El hogar se ha considerado desde siempre un refugio, un espacio donde transcurrir la mayor parte de nuestra vida y donde liberar nuestro estrés y personalidad. La casa ideal para nuestros hijos debe ser acogedora, aportar sensación de bienestar y ser segura. Los niños deben sentir que su hogar es un lugar protegido y estable. Es importante también disponer de un espacio al aire libre, como un jardín o un patio, ya que el contacto con la naturaleza es fundamental para que nuestros hijos puedan explorar el mundo y aprender lo que hay afuera de nuestras casas. De esa manera los niños podrán jugar de forma segura y libre y, al mismo tiempo, los padres podrán relajarse saboreando una cena o aperitivo en un lugar acogedor y elegante, decorado con hermosas mesas exteriores y cómodos bancos para jardín, ya que especialmente en los meses cálidos los jardines sustituyen nuestros salones.

Por otro lado, el niño necesita vivir diariamente situaciones comunicativas que sean estimulantes, gratificantes y sobre todo claras. Esto fomentará un desarrollo sano y equilibrado, a la vez que aumentará la confianza entre padres e hijos.

Siempre que nos sea posible debemos responder a sus preguntas con naturalidad, utilizando un lenguaje adecuado a su edad. Debemos ser claros y concisos y asegurarnos que su duda haya sido resuelta. De este modo, el niño se sentirá apreciado y acudirá a sus padres para resolver sus problemas o dudas.

Además, un ambiente sereno es fundamental para el crecimiento y para el bienestar psicofísico de niños y padres. En una atmósfera afectuosa y comprensiva, el niño se siente seguro incluso cuando comete errores.
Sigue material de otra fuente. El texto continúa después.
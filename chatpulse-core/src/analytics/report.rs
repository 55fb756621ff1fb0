//! Full report for one analysis window.
//!
//! Runs every analyzer once, evaluates the built-in insight registry against
//! those results, then evaluates configured custom insights against the
//! resolved metric variables. A custom insight whose formula fails is recorded
//! in [`WindowReport::formula_errors`] and the rest of the report is kept.

use serde::{Deserialize, Serialize};
use std::collections::BTreeMap;
use tracing::{info, warn};

use super::anomaly::{detect_anomalies, Anomaly};
use super::comparison::PeriodComparison;
use super::concentration::{analyze_concentration, ConcentrationResult};
use super::growth::{analyze_growth, GrowthTrend};
use super::metrics_registry::resolve_variables;
use super::patterns::{analyze_patterns, ActivityPatterns};
use super::peak::{detect_peak, PeakResult};
use super::weekly::{aggregate_weeks, WeeklySummary};
use super::AnalyzerOptions;
use crate::insights::{
    evaluate_with_metrics, list_insights, sort_by_priority, ComputedInsight, CustomInsight,
    InsightOptions,
};
use crate::types::{AnalysisWindow, Period};

/// Analyzer results backing both the report and insight evaluation.
#[derive(Debug, Clone, PartialEq)]
pub struct WindowMetrics {
    pub comparison: PeriodComparison,
    pub peak: PeakResult,
    pub concentration: ConcentrationResult,
    pub anomalies: Vec<Anomaly>,
    pub growth: GrowthTrend,
    pub patterns: ActivityPatterns,
}

impl WindowMetrics {
    pub fn compute(window: &AnalysisWindow, options: &AnalyzerOptions) -> Self {
        Self {
            comparison: PeriodComparison::for_window(window),
            peak: detect_peak(window.daily()),
            concentration: analyze_concentration(window.members(), options.top_members),
            anomalies: detect_anomalies(window.daily(), options.anomaly_z_threshold),
            growth: analyze_growth(window.daily()),
            patterns: analyze_patterns(window),
        }
    }
}

/// A custom insight that could not be evaluated.
#[derive(Debug, Clone, PartialEq, Serialize, Deserialize)]
pub struct FormulaFailure {
    pub id: String,
    pub error: String,
}

#[derive(Debug, Clone, PartialEq, Serialize, Deserialize)]
pub struct WindowReport {
    pub group_id: String,
    pub group_name: String,
    pub period: Period,
    pub total_messages: i64,
    pub member_count: usize,

    pub comparison: PeriodComparison,
    pub peak: PeakResult,
    pub concentration: ConcentrationResult,
    pub anomalies: Vec<Anomaly>,
    pub growth: GrowthTrend,
    pub weekly: Vec<WeeklySummary>,
    pub patterns: ActivityPatterns,

    /// Every enabled built-in insight, fired or not, in registry order
    pub insights: Vec<ComputedInsight>,
    /// Fired built-in and custom insights, most urgent first
    pub active_insights: Vec<ComputedInsight>,
    /// Every custom insight that evaluated
    pub custom_insights: Vec<ComputedInsight>,
    pub formula_errors: Vec<FormulaFailure>,
}

impl WindowReport {
    /// Resolved metric variables in the shape custom formulas see them.
    pub fn variables(&self, window: &AnalysisWindow) -> BTreeMap<String, f64> {
        resolve_variables(window, &self.metrics())
    }

    fn metrics(&self) -> WindowMetrics {
        WindowMetrics {
            comparison: self.comparison.clone(),
            peak: self.peak.clone(),
            concentration: self.concentration.clone(),
            anomalies: self.anomalies.clone(),
            growth: self.growth.clone(),
            patterns: self.patterns.clone(),
        }
    }
}

/// Analyze one window end to end.
pub fn generate_report(
    window: &AnalysisWindow,
    analyzer: &AnalyzerOptions,
    insight_options: &InsightOptions,
    custom: &[CustomInsight],
) -> WindowReport {
    let metrics = WindowMetrics::compute(window, analyzer);

    let insights: Vec<ComputedInsight> = list_insights()
        .iter()
        .filter(|d| insight_options.is_enabled(d.id))
        .map(|d| evaluate_with_metrics(d, &metrics, insight_options))
        .collect();

    let vars = resolve_variables(window, &metrics);
    let mut custom_insights = Vec::new();
    let mut formula_errors = Vec::new();
    for insight in custom
        .iter()
        .filter(|c| insight_options.is_enabled(&c.id))
    {
        match insight.evaluate(&vars) {
            Ok(computed) => custom_insights.push(computed),
            Err(e) => {
                warn!(
                    group_id = window.group_id(),
                    insight = %insight.id,
                    error = %e,
                    "Skipping custom insight"
                );
                formula_errors.push(FormulaFailure {
                    id: insight.id.clone(),
                    error: e.to_string(),
                });
            }
        }
    }

    let mut active_insights: Vec<ComputedInsight> = insights
        .iter()
        .chain(custom_insights.iter())
        .filter(|i| i.triggered)
        .cloned()
        .collect();
    sort_by_priority(&mut active_insights);

    info!(
        group_id = window.group_id(),
        days = window.period().day_count,
        total_messages = window.total_messages(),
        active_insights = active_insights.len(),
        formula_errors = formula_errors.len(),
        "Generated window report"
    );

    WindowReport {
        group_id: window.group_id().to_string(),
        group_name: window.group_name().to_string(),
        period: *window.period(),
        total_messages: window.total_messages(),
        member_count: window.members().len(),
        weekly: aggregate_weeks(window),
        comparison: metrics.comparison,
        peak: metrics.peak,
        concentration: metrics.concentration,
        anomalies: metrics.anomalies,
        growth: metrics.growth,
        patterns: metrics.patterns,
        insights,
        active_insights,
        custom_insights,
        formula_errors,
    }
}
Sabe que puede fiarse de sus padres y de este modo se vuelve más seguro de sí mismo y está más motivado.

Para conseguir la serenidad familiar, es importante que los padres aprendan a reconocer y legitimar las emociones de sus hijos, enseñándoles a redimensionarlas y expresarlas de forma correcta.

Amor, comunicación, solidez de los vínculos: estos son los ingredientes para conseguir la serenidad en la familia. No es un trabajo fácil, pero si el objetivo es el de crecer juntos y de la mejor forma posible, se trata del camino correcto.